- **EXERCISE DATA**:

use crate::models::FlowStageView;
use serde::{Deserialize, Serialize};

pub const SIGNATURE_RECORDED_MESSAGE: &str = "Signature recorded successfully";

/// Result of a successful `record_signature`
#[derive(Debug, Clone, PartialEq, Eq, Serialize, Deserialize)]
pub struct SignatureOutcome {
    pub success: bool,
    pub message: String,
    /// The stage the signature counted towards reached its quota
    pub stage_completed: bool,
    /// Every stage reached its quota and the document is now `signed`
    pub flow_completed: bool,
    /// Stage that became active, when `stage_completed` and more stages follow
    pub next_stage: Option<FlowStageView>,
    /// Flow state as committed by this signature
    pub updated_flow: Vec<FlowStageView>,
}
//! # Health Check Handler

use axum::extract::State;
use axum::http::StatusCode;
use axum::Json;
use serde::Serialize;
use tracing::error;

use crate::web::state::AppState;

#[derive(Debug, Serialize)]
pub struct HealthResponse {
    pub status: &'static str,
    pub environment: String,
    pub database: &'static str,
    pub timestamp: String,
}

/// Health check endpoint: GET /health
///
/// Reports `degraded` with 503 when a configured database does not answer.
pub async fn health(State(state): State<AppState>) -> (StatusCode, Json<HealthResponse>) {
    let database = match &state.database {
        None => "not_configured",
        Some(connection) => match connection.health_check().await {
            Ok(true) => "ok",
            Ok(false) => "unavailable",
            Err(e) => {
                error!(error = %e, "Database health check failed");
                "unavailable"
            }
        },
    };

    let (status_code, status) = if database == "unavailable" {
        (StatusCode::SERVICE_UNAVAILABLE, "degraded")
    } else {
        (StatusCode::OK, "ok")
    };

    (
        status_code,
        Json(HealthResponse {
            status,
            environment: state.environment.clone(),
            database,
            timestamp: chrono::Utc::now().to_rfc3339(),
        }),
    )
}
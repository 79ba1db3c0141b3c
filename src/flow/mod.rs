//! # Signature Flow Engine
//!
//! Tracks, per document, an ordered sequence of signing stages and advances
//! the document to `signed` once every stage has met its quota.
//!
//! - [`transitions`] - pure decisions over loaded stages
//! - [`engine`] - the four engine operations, each run in one transaction scope
//! - [`outcome`] - the result of recording a signature

pub mod engine;
pub mod outcome;
pub mod transitions;

pub use engine::SignatureFlowEngine;
pub use outcome::SignatureOutcome;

- **TASK DETAILS**: Hand back the listing exactly. Include every line.

- **SOLUTION FOR THIS TASK**:
use crate::models::FlowStageView;
use serde::{Deserialize, Serialize};

pub const SIGNATURE_RECORDED_MESSAGE: &str = "Signature recorded successfully";

/// Result of a successful `record_signature`
#[derive(Debug, Clone, PartialEq, Eq, Serialize, Deserialize)]
pub struct SignatureOutcome {
    pub success: bool,
    pub message: String,
    /// The stage the signature counted towards reached its quota
    pub stage_completed: bool,
    /// Every stage reached its quota and the document is now `signed`
    pub flow_completed: bool,
    /// Stage that became active, when `stage_completed` and more stages follow
    pub next_stage: Option<FlowStageView>,
    /// Flow state as committed by this signature
    pub updated_flow: Vec<FlowStageView>,
}
//! # Health Check Handler

use axum::extract::State;
use axum::http::StatusCode;
use axum::Json;
use serde::Serialize;
use tracing::error;

use crate::web::state::AppState;

#[derive(Debug, Serialize)]
pub struct HealthResponse {
    pub status: &'static str,
    pub environment: String,
    pub database: &'static str,
    pub timestamp: String,
}

/// Health check endpoint: GET /health
///
/// Reports `degraded` with 503 when a configured database does not answer.
pub async fn health(State(state): State<AppState>) -> (StatusCode, Json<HealthResponse>) {
    let database = match &state.database {
        None => "not_configured",
        Some(connection) => match connection.health_check().await {
            Ok(true) => "ok",
            Ok(false) => "unavailable",
            Err(e) => {
                error!(error = %e, "Database health check failed");
                "unavailable"
            }
        },
    };

    let (status_code, status) = if database == "unavailable" {
        (StatusCode::SERVICE_UNAVAILABLE, "degraded")
    } else {
        (StatusCode::OK, "ok")
    };

    (
        status_code,
        Json(HealthResponse {
            status,
            environment: state.environment.clone(),
            database,
            timestamp: chrono::Utc::now().to_rfc3339(),
        }),
    )
}
repository 79ba1db3c0141b3c
filename src/flow/mod.rs
//! # Signature Flow Engine
//!
//! Tracks, per document, an ordered sequence of signing stages and advances
//! the document to `signed` once every stage has met its quota.
//!
//! - [`transitions`] - pure decisions over loaded stages
//! - [`engine`] - the four engine operations, each run in one transaction scope
//! - [`outcome`] - the result of recording a signature

pub mod engine;
pub mod outcome;
pub mod transitions;

pub use engine::SignatureFlowEngine;
pub use outcome::SignatureOutcome;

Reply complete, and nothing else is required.